Такая природа новостей легко искажает представления людей о мире из-за неудачной особенности нашего мышления, которую психологи Амос Тверски и Даниэль Канеман окрестили «эвристикой доступности»: люди оценивают вероятность события или частоту явления по тому, насколько легко им удается вспомнить соответствующие примеры[102]. Во многих сферах жизни это относительно эффективный метод оценки. Частые события сильнее отпечатываются в памяти, поэтому наиболее устойчивые воспоминания в целом указывают на наиболее частые события: не будет преувеличением сказать, что голубей в городах водится больше, чем иволог, хотя опираемся мы при этом исключительно на собственные воспоминания о встречах с ними, а не на результаты орнитологических наблюдений. Но стоит воспоминанию оказаться в первых строках результата мысленного поиска по причинам иным, нежели частота события, – например, это воспоминание очень свежее, или яркое, или жуткое, или из ряда вон выходящее, или травмирующее, – как люди начинают переоценивать вероятность, с которой такое событие случается в реальном мире. Каких слов в английском языке больше – тех, что начинаются с k, или тех, в которых k стоит третьей? Большинство людей выберут первый вариант. На самом деле слов с буквой k на третьем месте в три раза больше (ankle, ask, awkward, bake, cake, make, take…), но мы ранжируем слова по букве, с которой они начинаются, поэтому keep, kind, kill, kid и king всплывают в памяти быстрее.

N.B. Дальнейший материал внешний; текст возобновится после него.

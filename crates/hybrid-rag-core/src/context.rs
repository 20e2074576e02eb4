//! Token-budgeted context assembly with attribution.
//!
//! Chunks are accepted in rank order until the next one would push the
//! total past the budget; chunks are never split. A chunk adjacent (by
//! sequence index) to an already accepted chunk of the same document
//! costs less, because the overlap tokens they share are emitted once.
//!
//! Output layout: one section per document, ordered by the document's best
//! ranked chunk. Inside a section, consecutive chunks are merged into one
//! span with the overlap removed, and separate spans are joined by a blank
//! line. Sections are separated by `\n\n---\n\n`.
//!
//! [`ContextBuilder::build_with_scores`] additionally heads every span with
//! `[Relevance: 0.87]`, the best fused score among its chunks. Those
//! headers are charged against the budget too.

use std::collections::HashMap;

use serde::Serialize;

use crate::chunk::{count_tokens, strip_leading_tokens};
use crate::models::SourceKind;
use crate::retriever::{RetrievalResult, ScoredChunk};
use crate::settings::ContextSettings;
use crate::vector::VectorStatus;

pub const SECTION_SEPARATOR: &str = "\n\n---\n\n";

/// Tokens in a `[Relevance: x.xx]` span header.
const SCORE_HEADER_TOKENS: usize = 2;

/// Attribution for one document that contributed to the context.
#[derive(Debug, Clone, PartialEq, Serialize)]
pub struct Citation {
    pub document_id: String,
    pub origin_ref: String,
    pub source_kind: SourceKind,
    /// Contributing chunks, in document order.
    pub chunk_ids: Vec<String>,
    pub best_score: f64,
}

#[derive(Debug, Clone, Default, PartialEq, Serialize)]
pub struct BuiltContext {
    pub text: String,
    pub citations: Vec<Citation>,
    /// Accepted chunks in rank order.
    pub chunk_ids: Vec<String>,
    pub tokens_used: usize,
    pub chunks_used: usize,
}

/// What the generation service receives.
#[derive(Debug, Clone, Serialize)]
pub struct ContextResponse {
    pub context: String,
    pub citations: Vec<Citation>,
    pub sufficient: bool,
    pub vector_status: VectorStatus,
    pub tokens_used: usize,
    pub chunks_used: usize,
}

#[derive(Debug, Clone)]
pub struct ContextBuilder {
    max_tokens: usize,
}

impl ContextBuilder {
    pub fn new(settings: &ContextSettings) -> Self {
        Self {
            max_tokens: settings.max_tokens,
        }
    }

    pub fn max_tokens(&self) -> usize {
        self.max_tokens
    }

    /// Assemble `chunks` (best first) into a context within the budget.
    pub fn build(&self, chunks: &[ScoredChunk]) -> BuiltContext {
        self.assemble(chunks, false)
    }

    /// Like [`build`](Self::build), with a relevance header on every span.
    pub fn build_with_scores(&self, chunks: &[ScoredChunk]) -> BuiltContext {
        self.assemble(chunks, true)
    }

    fn assemble(&self, chunks: &[ScoredChunk], scores: bool) -> BuiltContext {
        let mut accepted: Vec<&ScoredChunk> = Vec::new();
        let mut budgeted = 0usize;

        for candidate in chunks {
            if accepted.iter().any(|a| a.chunk.id == candidate.chunk.id) {
                continue;
            }
            let (mut cost, adjacent) = self.cost(candidate, &accepted);
            if scores && !adjacent {
                cost += SCORE_HEADER_TOKENS;
            }
            if budgeted + cost > self.max_tokens {
                break;
            }
            budgeted += cost;
            accepted.push(candidate);
        }

        if accepted.is_empty() {
            return BuiltContext::default();
        }

        let mut doc_order: Vec<&str> = Vec::new();
        let mut by_doc: HashMap<&str, Vec<&ScoredChunk>> = HashMap::new();
        for c in &accepted {
            let doc = c.chunk.document_id.as_str();
            if !by_doc.contains_key(doc) {
                doc_order.push(doc);
            }
            by_doc.entry(doc).or_default().push(c);
        }

        let mut sections = Vec::with_capacity(doc_order.len());
        let mut citations = Vec::with_capacity(doc_order.len());
        for doc in doc_order {
            let mut members = by_doc.remove(doc).unwrap_or_default();
            members.sort_by_key(|c| c.chunk.chunk_index);
            let Some(first) = members.first() else {
                continue;
            };

            sections.push(render_spans(&members, scores));
            citations.push(Citation {
                document_id: doc.to_string(),
                origin_ref: first.origin_ref.clone(),
                source_kind: first.source_kind,
                chunk_ids: members.iter().map(|c| c.chunk.id.clone()).collect(),
                best_score: best_score(&members),
            });
        }

        BuiltContext {
            tokens_used: sections.iter().map(|s| count_tokens(s)).sum(),
            text: sections.join(SECTION_SEPARATOR),
            citations,
            chunk_ids: accepted.iter().map(|c| c.chunk.id.clone()).collect(),
            chunks_used: accepted.len(),
        }
    }

    /// Build the response handed to the generation service.
    pub fn respond(&self, result: &RetrievalResult) -> ContextResponse {
        Self::response(result, self.build(&result.chunks))
    }

    /// [`respond`](Self::respond) with relevance headers in the context.
    pub fn respond_with_scores(&self, result: &RetrievalResult) -> ContextResponse {
        Self::response(result, self.build_with_scores(&result.chunks))
    }

    fn response(result: &RetrievalResult, built: BuiltContext) -> ContextResponse {
        ContextResponse {
            context: built.text,
            citations: built.citations,
            sufficient: result.sufficient,
            vector_status: result.vector_status.clone(),
            tokens_used: built.tokens_used,
            chunks_used: built.chunks_used,
        }
    }

    /// Tokens `candidate` adds given what is already accepted, and whether
    /// it borders an accepted chunk of the same document.
    fn cost(&self, candidate: &ScoredChunk, accepted: &[&ScoredChunk]) -> (usize, bool) {
        let idx = candidate.chunk.chunk_index;
        let mut shared = 0;
        let mut adjacent = false;
        for a in accepted {
            if a.chunk.document_id != candidate.chunk.document_id {
                continue;
            }
            if a.chunk.chunk_index == idx - 1 {
                shared += candidate.chunk.overlap_tokens;
                adjacent = true;
            } else if a.chunk.chunk_index == idx + 1 {
                shared += a.chunk.overlap_tokens;
                adjacent = true;
            }
        }
        (candidate.chunk.token_count.saturating_sub(shared), adjacent)
    }
}

fn best_score(members: &[&ScoredChunk]) -> f64 {
    members
        .iter()
        .map(|c| c.fused_score)
        .fold(f64::NEG_INFINITY, f64::max)
}

/// Merge runs of consecutive chunks; runs are separated by a blank line.
fn render_spans(members: &[&ScoredChunk], scores: bool) -> String {
    let mut runs: Vec<Vec<&ScoredChunk>> = Vec::new();
    for c in members {
        match runs.last_mut() {
            Some(run)
                if run
                    .last()
                    .is_some_and(|p| c.chunk.chunk_index == p.chunk.chunk_index + 1) =>
            {
                run.push(*c)
            }
            _ => runs.push(vec![*c]),
        }
    }

    let spans: Vec<String> = runs
        .iter()
        .filter_map(|run| {
            let (head, tail) = run.split_first()?;
            let mut text = head.chunk.text.clone();
            for c in tail {
                text.push_str(strip_leading_tokens(&c.chunk.text, c.chunk.overlap_tokens));
            }
            let text = text.trim();
            if text.is_empty() {
                return None;
            }
            Some(if scores {
                format!("[Relevance: {:.2}]\n{}", best_score(run), text)
            } else {
                text.to_string()
            })
        })
        .collect();
    spans.join("\n\n")
}
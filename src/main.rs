//! # Hybrid RAG CLI (`hrag`)
//!
//! ## Usage
//!
//! ```bash
//! hrag --config ./config/rag.toml <command>
//! ```
//!
//! ## Commands
//!
//! | Command | Description |
//! |---------|-------------|
//! | `hrag init` | Create the SQLite database and run schema migrations |
//! | `hrag index <path>` | Index a file or directory (`source` for the configured one) |
//! | `hrag reindex --all` | Rebuild every document's chunks and embeddings |
//! | `hrag search "<query>"` | Hybrid retrieval with score breakdown |
//! | `hrag context "<query>"` | Budgeted context with citations (`--scores` for relevance headers) |
//! | `hrag approve "<text>"` | Index approved output as feedback (`--parent` for replies) |
//! | `hrag backfill <file.json>` | Index recorded approvals that are not indexed yet |
//! | `hrag remove <id>` | Remove a document |
//! | `hrag stats` | Index statistics |
//! | `hrag log` | Recent retrieval log entries |
//! | `hrag serve` | Start the HTTP server |
//!
//! Logs go to stderr and are filtered by `RUST_LOG` (default `info`).

use clap::{Parser, Subcommand};
use std::path::PathBuf;
use tracing_subscriber::EnvFilter;

use hybrid_rag::{config, db, ingest, migrate, search, server, stats};

/// Hybrid RAG: lexical + vector retrieval with budgeted context assembly.
#[derive(Parser)]
#[command(
    name = "hrag",
    about = "Hybrid lexical + vector retrieval with budgeted context assembly",
    version
)]
struct Cli {
    /// Path to configuration file (TOML).
    #[arg(long, global = true, default_value = "./config/rag.toml")]
    config: PathBuf,

    #[command(subcommand)]
    command: Commands,
}

#[derive(Subcommand)]
enum Commands {
    /// Initialize the database schema.
    ///
    /// Idempotent: running it multiple times is safe.
    Init,

    /// Index a file, a directory, or `source` for `[sources.filesystem]`.
    ///
    /// Documents whose content hash is unchanged are skipped.
    Index {
        /// Path to index, or the literal `source`.
        target: String,
    },

    /// Re-chunk and re-embed indexed documents, ignoring content hashes.
    ///
    /// Run after changing `[chunking]` or the embedding model.
    Reindex {
        /// Rebuild every document. Required.
        #[arg(long)]
        all: bool,
    },

    /// Search the index.
    Search {
        query: String,

        /// Override `retrieval.top_k`.
        #[arg(long)]
        limit: Option<usize>,

        /// Override `retrieval.score_threshold`.
        #[arg(long)]
        threshold: Option<f64>,
    },

    /// Build the context a generator would receive for a query.
    Context {
        query: String,

        /// Head each span with its relevance score.
        #[arg(long)]
        scores: bool,
    },

    /// Index approved output as a feedback document.
    Approve {
        text: String,

        /// Provenance tag, e.g. `approved_post`. Defaults to `approved`,
        /// or `approved_reply` for replies.
        #[arg(long)]
        tag: Option<String>,

        /// Store the text as a reply.
        #[arg(long)]
        reply: bool,

        /// Text of the post being replied to. Implies `--reply`.
        #[arg(long)]
        parent: Option<String>,
    },

    /// Index approvals recorded in a JSON file that are not indexed yet.
    ///
    /// The file holds an array of `{"id", "text", "parent_text"?, "tag"?}`.
    Backfill { file: PathBuf },

    /// Remove a document and all of its chunks.
    Remove { id: String },

    /// Show index statistics.
    Stats,

    /// Show recent retrieval log entries, newest first.
    Log {
        #[arg(long, default_value_t = 20)]
        limit: usize,
    },

    /// Start the HTTP server on `[server].bind`.
    Serve,
}

#[tokio::main]
async fn main() -> anyhow::Result<()> {
    tracing_subscriber::fmt()
        .with_env_filter(
            EnvFilter::try_from_default_env().unwrap_or_else(|_| EnvFilter::new("info")),
        )
        .with_writer(std::io::stderr)
        .init();

    let cli = Cli::parse();
    let cfg = config::load_config(&cli.config)?;

    match cli.command {
        Commands::Init => {
            let pool = db::connect(&cfg).await?;
            migrate::run_migrations(&pool).await?;
            pool.close().await;
            println!("Database initialized successfully.");
        }
        Commands::Index { target } => {
            ingest::run_index(&cfg, &target).await?;
        }
        Commands::Reindex { all } => {
            if !all {
                anyhow::bail!("reindex rebuilds the whole index; pass --all to confirm");
            }
            ingest::run_reindex(&cfg).await?;
        }
        Commands::Search {
            query,
            limit,
            threshold,
        } => {
            search::run_search(&cfg, &query, limit, threshold).await?;
        }
        Commands::Context { query, scores } => {
            search::run_context(&cfg, &query, scores).await?;
        }
        Commands::Approve {
            text,
            tag,
            reply,
            parent,
        } => {
            ingest::run_approve(&cfg, &text, tag.as_deref(), reply, parent.as_deref()).await?;
        }
        Commands::Backfill { file } => {
            ingest::run_backfill(&cfg, &file).await?;
        }
        Commands::Remove { id } => {
            ingest::run_remove(&cfg, &id).await?;
        }
        Commands::Stats => {
            stats::run_stats(&cfg).await?;
        }
        Commands::Log { limit } => {
            search::run_log(&cfg, limit).await?;
        }
        Commands::Serve => {
            server::run_server(&cfg).await?;
        }
    }

    Ok(())
}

Эвристика доступности часто оказывается причиной нелепых человеческих суждений. Студенты первых курсов медицинских институтов принимают любую сыпь за экзотическую болезнь, а отдыхающие боятся заходить в море, если они только что прочитали про нападение акулы или посмотрели фильм «Челюсти»[103]. О крушениях самолетов всегда сообщают в новостях, а об автокатастрофах, в которых погибает гораздо больше людей, – практически никогда. Неудивительно, что многие боятся летать, но почти никто не боится ездить на машине. Люди считают, что торнадо (в которых погибают примерно пятьдесят американцев в год) – более частая причина смерти, чем астма (от которой умирает более четырех тысяч американцев в год), – надо думать, оттого, что торнадо эффектнее выглядит на телеэкране.